Location
- Plant Hill Road Blackley, Manchester, M9 0WQ England 53°31′45″N 2°13′19″W﻿ / ﻿53.529276°N 2.222028°W

Information
- Type: Co-operative academy
- Established: 2010
- Local authority: Manchester
- Specialist: Finance & Business
- Department for Education URN: 136174 Tables
- Ofsted: Reports
- Headteacher: William Butcher
- Gender: Coeducational
- Age: 11 to 16
- Predecessor school: Plant Hill Arts College
- Website: manchester.coopacademies.co.uk

= Co-op Academy Manchester =

Co-op Academy Manchester, formerly known as The Co-operative Academy of Manchester is a non-selective, mixed secondary school in Blackley, Manchester. It opened in September 2010 and replaced Plant Hill Arts College.

The academy is part of The Co-operative Academies Trust - a group of schools sponsored by The Co-operative Group.

The school has a business-focused ethos, backed up by the support of its lead sponsor and features of the new building such as the open-plan flexible learning zones and the boardroom. The academy's first Principal, Kathy Leaver, was appointed to transform the former Plant Hill school following her dramatic success as head of Sale High School.

In July 2011 students from the Academy took part in the chorus of Victoria Wood's "That Day We Sang", part of the Manchester International Festival.

In 2013 the Manchester Evening News recognised the effort of the retiring Principal Kathy Leaver, her team and parents in transforming the academy, whose results were the most improved in the city. The paper also recognised the academy's achievement in 2014 of the highest attendance rate of the city's state schools.

Stephen Brice took up the position of Principal in April 2014.

In late 2015, the academy opened The Hive - a business and enterprise centre. The Hive, which was formerly an unused Adult Education Centre contains a number of office pods available for small businesses or start-ups to rent. In addition, The Hive is also used by Yes Manchester who help local residents into work or training.

In 2018, a new £18 million extension opened, which increased the capacity of the academy and created new facilities.

In 2020, Principal Stephen Brice was appointed as Executive Headteacher for Greater Manchester, working across a number of schools in the Trust. Christopher Beard took up the role of Headteacher. Before taking on his new role, Brice created a Minecraft version of the academy to help people familiarise themselves with the building during the COVID-19 pandemic in the United Kingdom.

==Facilities==
The academy's facilities includes areas for each learning zone, specialist sports, art, IT, technology, music and science facilities. The 2018 extension includes a 229-seat theatre, a climbing wall and several new teaching areas.

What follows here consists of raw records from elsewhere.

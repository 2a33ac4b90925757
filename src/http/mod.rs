use crate::error::SyncError;
use reqwest::{Client, RequestBuilder, Response};
use std::time::Duration;
use tracing::debug;

#[derive(Clone)]
pub struct HttpClient {
    client: Client,
}

impl HttpClient {
    pub fn new() -> Self {
        let client = Client::builder()
            .timeout(Duration::from_secs(30))
            .user_agent(concat!("listarr/", env!("CARGO_PKG_VERSION")))
            .build()
            .expect("Failed to create HTTP client");

        Self { client }
    }

    pub fn get(&self, url: &str) -> RequestBuilder {
        debug!(%url, "Making GET request");
        self.client.get(url)
    }

    pub fn post(&self, url: &str) -> RequestBuilder {
        debug!(%url, "Making POST request");
        self.client.post(url)
    }
}

/// Converts a non-success response into `UpstreamUnavailable`, keeping the
/// status code and body for the log line.
pub async fn check_success(
    service: &'static str,
    response: Response,
) -> Result<Response, SyncError> {
    let status = response.status();
    if status.is_success() {
        return Ok(response);
    }

    let body = response.text().await.unwrap_or_default();
    Err(SyncError::UpstreamUnavailable {
        service,
        status: status.as_u16(),
        body,
    })
}
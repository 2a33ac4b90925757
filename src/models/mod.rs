use serde::Deserialize;

/// TMDB's stable numeric movie id, shared between the list, the detail
/// endpoint and Radarr's `tmdbId` field.
pub type TmdbId = u64;

/// First page of a TMDB v4 list, which also carries the page count.
#[derive(Debug, Deserialize)]
pub struct ListEnvelope {
    pub total_pages: u32,
    pub results: Vec<ListEntry>,
}

/// Any subsequent list page.
#[derive(Debug, Deserialize)]
pub struct ListPage {
    pub results: Vec<ListEntry>,
}

#[derive(Debug, Deserialize)]
pub struct ListEntry {
    pub id: TmdbId,
}

/// One movie from Radarr's collection endpoint. Only the TMDB id matters
/// for reconciliation; the rest of the entry is ignored.
#[derive(Debug, Deserialize)]
pub struct LibraryEntry {
    #[serde(rename = "tmdbId")]
    pub tmdb_id: TmdbId,
}

/// TMDB v3 movie detail response.
#[derive(Debug, Deserialize)]
pub struct MovieResponse {
    pub id: TmdbId,
    pub original_title: String,
    #[serde(default)]
    pub release_date: Option<String>,
}

/// A released movie, resolved and ready to submit to Radarr.
#[derive(Debug, Clone, PartialEq, Eq)]
pub struct MovieDetail {
    pub tmdb_id: TmdbId,
    pub title: String,
    pub year: String,
}

impl MovieDetail {
    /// Returns `None` when the movie has no release date recorded, which
    /// TMDB reports either as an absent field or an empty string; those
    /// movies are not yet released and must not be submitted. The year is
    /// whatever precedes the first `-` of the release date.
    pub fn from_response(response: MovieResponse) -> Option<Self> {
        let release_date = response.release_date.filter(|date| !date.is_empty())?;
        let year = release_date
            .split('-')
            .next()
            .unwrap_or(&release_date)
            .to_string();

        Some(Self {
            tmdb_id: response.id,
            title: response.original_title,
            year,
        })
    }
}

#[cfg(test)]
mod tests {
    use super::*;

    fn response(release_date: Option<&str>) -> MovieResponse {
        MovieResponse {
            id: 438631,
            original_title: "Dune".to_string(),
            release_date: release_date.map(str::to_string),
        }
    }

    #[test]
    fn released_movie_resolves_with_year() {
        let detail = MovieDetail::from_response(response(Some("2021-09-15"))).unwrap();
        assert_eq!(detail.tmdb_id, 438631);
        assert_eq!(detail.title, "Dune");
        assert_eq!(detail.year, "2021");
    }

    #[test]
    fn missing_release_date_is_skipped() {
        assert_eq!(MovieDetail::from_response(response(None)), None);
    }

    #[test]
    fn empty_release_date_is_skipped() {
        assert_eq!(MovieDetail::from_response(response(Some(""))), None);
    }

    #[test]
    fn detail_response_deserializes_without_release_date() {
        let raw = r#"{"id": 9, "original_title": "Unannounced"}"#;
        let parsed: MovieResponse = serde_json::from_str(raw).unwrap();
        assert_eq!(parsed.release_date, None);
    }
}
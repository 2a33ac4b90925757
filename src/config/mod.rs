use std::time::Duration;
use thiserror::Error;

#[derive(Debug, Error)]
pub enum ConfigError {
    #[error("required environment variable {0} is not set")]
    Missing(&'static str),
    #[error("environment variable {0} has invalid value {1:?}")]
    Invalid(&'static str, String),
}

#[derive(Debug, Clone)]
pub struct Configuration {
    pub sync_interval: Duration,
    pub tmdb: TmdbConfig,
    pub radarr: RadarrConfig,
}

#[derive(Debug, Clone)]
pub struct TmdbConfig {
    pub access_token: String,
    pub api_key: String,
    pub list_id: String,
}

#[derive(Debug, Clone)]
pub struct RadarrConfig {
    pub host: String,
    pub port: u16,
    pub api_key: String,
    pub root_folder_path: String,
    pub quality_profile_id: u64,
}

impl Configuration {
    pub fn from_env() -> Result<Self, ConfigError> {
        Self::from_lookup(|key| std::env::var(key).ok())
    }

    /// Builds the configuration from an arbitrary lookup so tests can feed
    /// a map instead of mutating the process environment.
    pub fn from_lookup<F>(lookup: F) -> Result<Self, ConfigError>
    where
        F: Fn(&str) -> Option<String>,
    {
        let require = |key: &'static str| lookup(key).ok_or(ConfigError::Missing(key));

        fn parse<T: std::str::FromStr>(key: &'static str, value: String) -> Result<T, ConfigError> {
            value.parse().map_err(|_| ConfigError::Invalid(key, value))
        }

        let interval_secs: u64 = parse("SYNC_INTERVAL", require("SYNC_INTERVAL")?)?;

        Ok(Self {
            sync_interval: Duration::from_secs(interval_secs),
            tmdb: TmdbConfig {
                access_token: require("TMDB_ACCESS_TOKEN")?,
                api_key: require("TMDB_API_KEY")?,
                list_id: require("TMDB_LIST_ID")?,
            },
            radarr: RadarrConfig {
                host: require("RADARR_IP")?,
                port: parse("RADARR_PORT", require("RADARR_PORT")?)?,
                api_key: require("RADARR_API_KEY")?,
                root_folder_path: require("ROOT_FOLDER_PATH")?,
                quality_profile_id: parse("QUALITY_PROFILE_ID", require("QUALITY_PROFILE_ID")?)?,
            },
        })
    }
}
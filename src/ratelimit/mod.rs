use std::collections::VecDeque;
use std::time::Duration;
use tokio::sync::Mutex;
use tokio::time::{sleep, Instant};
use tracing::debug;

/// Sliding-window rate limiter: at most `calls` admissions within any
/// trailing `window`. `acquire` blocks (async) until the call may proceed;
/// nothing is ever rejected. One instance guards one logical outbound
/// operation and is shared by every worker in that stage via `Arc`.
pub struct RateLimiter {
    calls: usize,
    window: Duration,
    history: Mutex<VecDeque<Instant>>,
}

impl RateLimiter {
    pub fn new(calls: usize, window: Duration) -> Self {
        Self {
            calls,
            window,
            history: Mutex::new(VecDeque::with_capacity(calls)),
        }
    }

    pub async fn acquire(&self) {
        loop {
            let wait = {
                let mut history = self.history.lock().await;
                let now = Instant::now();

                while let Some(oldest) = history.front() {
                    if now.duration_since(*oldest) >= self.window {
                        history.pop_front();
                    } else {
                        break;
                    }
                }

                if history.len() < self.calls {
                    history.push_back(now);
                    return;
                }

                // Window is full; sleep until the oldest admission ages out
                // and contend again.
                self.window - now.duration_since(*history.front().unwrap())
            };

            debug!(?wait, "Rate limit reached, waiting for quota");
            sleep(wait).await;
        }
    }
}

The school hosts the 105th Manchester St Peters Scout Group, One Education Music Service and the Blackley Volunteer Police Cadets.

==June 2026 stabbing incident==
On the 9th June 2026, police arrested and detained a student under the Mental Health Act after she stabbed two 14 year-old students and a 27 year-old member of staff. The injuries were not serious but the three injured were taken to hospitals as a precaution. The school was placed on lock-down with the site being closed down for the rest of the day. The girl was subsequently charged with three counts of attempted murder and two counts of possessing a bladed article on school premises.